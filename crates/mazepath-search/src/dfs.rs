use std::collections::HashSet;

use mazepath_core::Position;

use crate::node::{NodeArena, SearchNode};
use crate::result::{SearchResult, Trace};
use crate::traits::Pather;

/// Depth-first search.
///
/// Positions are marked visited when popped, not when pushed, so a position
/// may sit on the stack several times; later copies are skipped. The path
/// found is valid but not necessarily the shortest.
pub fn dfs<P: Pather>(pather: &P, start: Position, end: Position) -> SearchResult {
    let mut trace = Trace::start();
    let mut arena = NodeArena::with_capacity(pather.cell_count());
    let mut stack: Vec<usize> = Vec::new();
    let mut visited: HashSet<Position> = HashSet::new();
    let mut nbuf = Vec::with_capacity(4);

    stack.push(arena.push(SearchNode::root(start, 0)));

    while let Some(ci) = stack.pop() {
        let current = *arena.get(ci);
        if !visited.insert(current.pos) {
            continue;
        }
        trace.visit(current.pos);

        if current.pos == end {
            return trace.solved(arena.path_to(ci));
        }

        nbuf.clear();
        pather.neighbors(current.pos, &mut nbuf);

        for &np in nbuf.iter() {
            if !visited.contains(&np) {
                stack.push(arena.push(SearchNode::child(np, current.g + 1, 0, ci)));
            }
        }
    }

    trace.unreachable()
}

▶ _Work task_: Output the listing above word for word, from the opening line through the line that contains "for &np in nbuf.iter()", and leave out everything after it.

▶ _Solved problem_:
filename crates/mazepath-search/src/dfs.rs
use std::collections::HashSet;

use mazepath_core::Position;

use crate::node::{NodeArena, SearchNode};
use crate::result::{SearchResult, Trace};
use crate::traits::Pather;

/// Depth-first search.
///
/// Positions are marked visited when popped, not when pushed, so a position
/// may sit on the stack several times; later copies are skipped. The path
/// found is valid but not necessarily the shortest.
pub fn dfs<P: Pather>(pather: &P, start: Position, end: Position) -> SearchResult {
    let mut trace = Trace::start();
    let mut arena = NodeArena::with_capacity(pather.cell_count());
    let mut stack: Vec<usize> = Vec::new();
    let mut visited: HashSet<Position> = HashSet::new();
    let mut nbuf = Vec::with_capacity(4);

    stack.push(arena.push(SearchNode::root(start, 0)));

    while let Some(ci) = stack.pop() {
        let current = *arena.get(ci);
        if !visited.insert(current.pos) {
            continue;
        }
        trace.visit(current.pos);

        if current.pos == end {
            return trace.solved(arena.path_to(ci));
        }

        nbuf.clear();
        pather.neighbors(current.pos, &mut nbuf);

        for &np in nbuf.iter() {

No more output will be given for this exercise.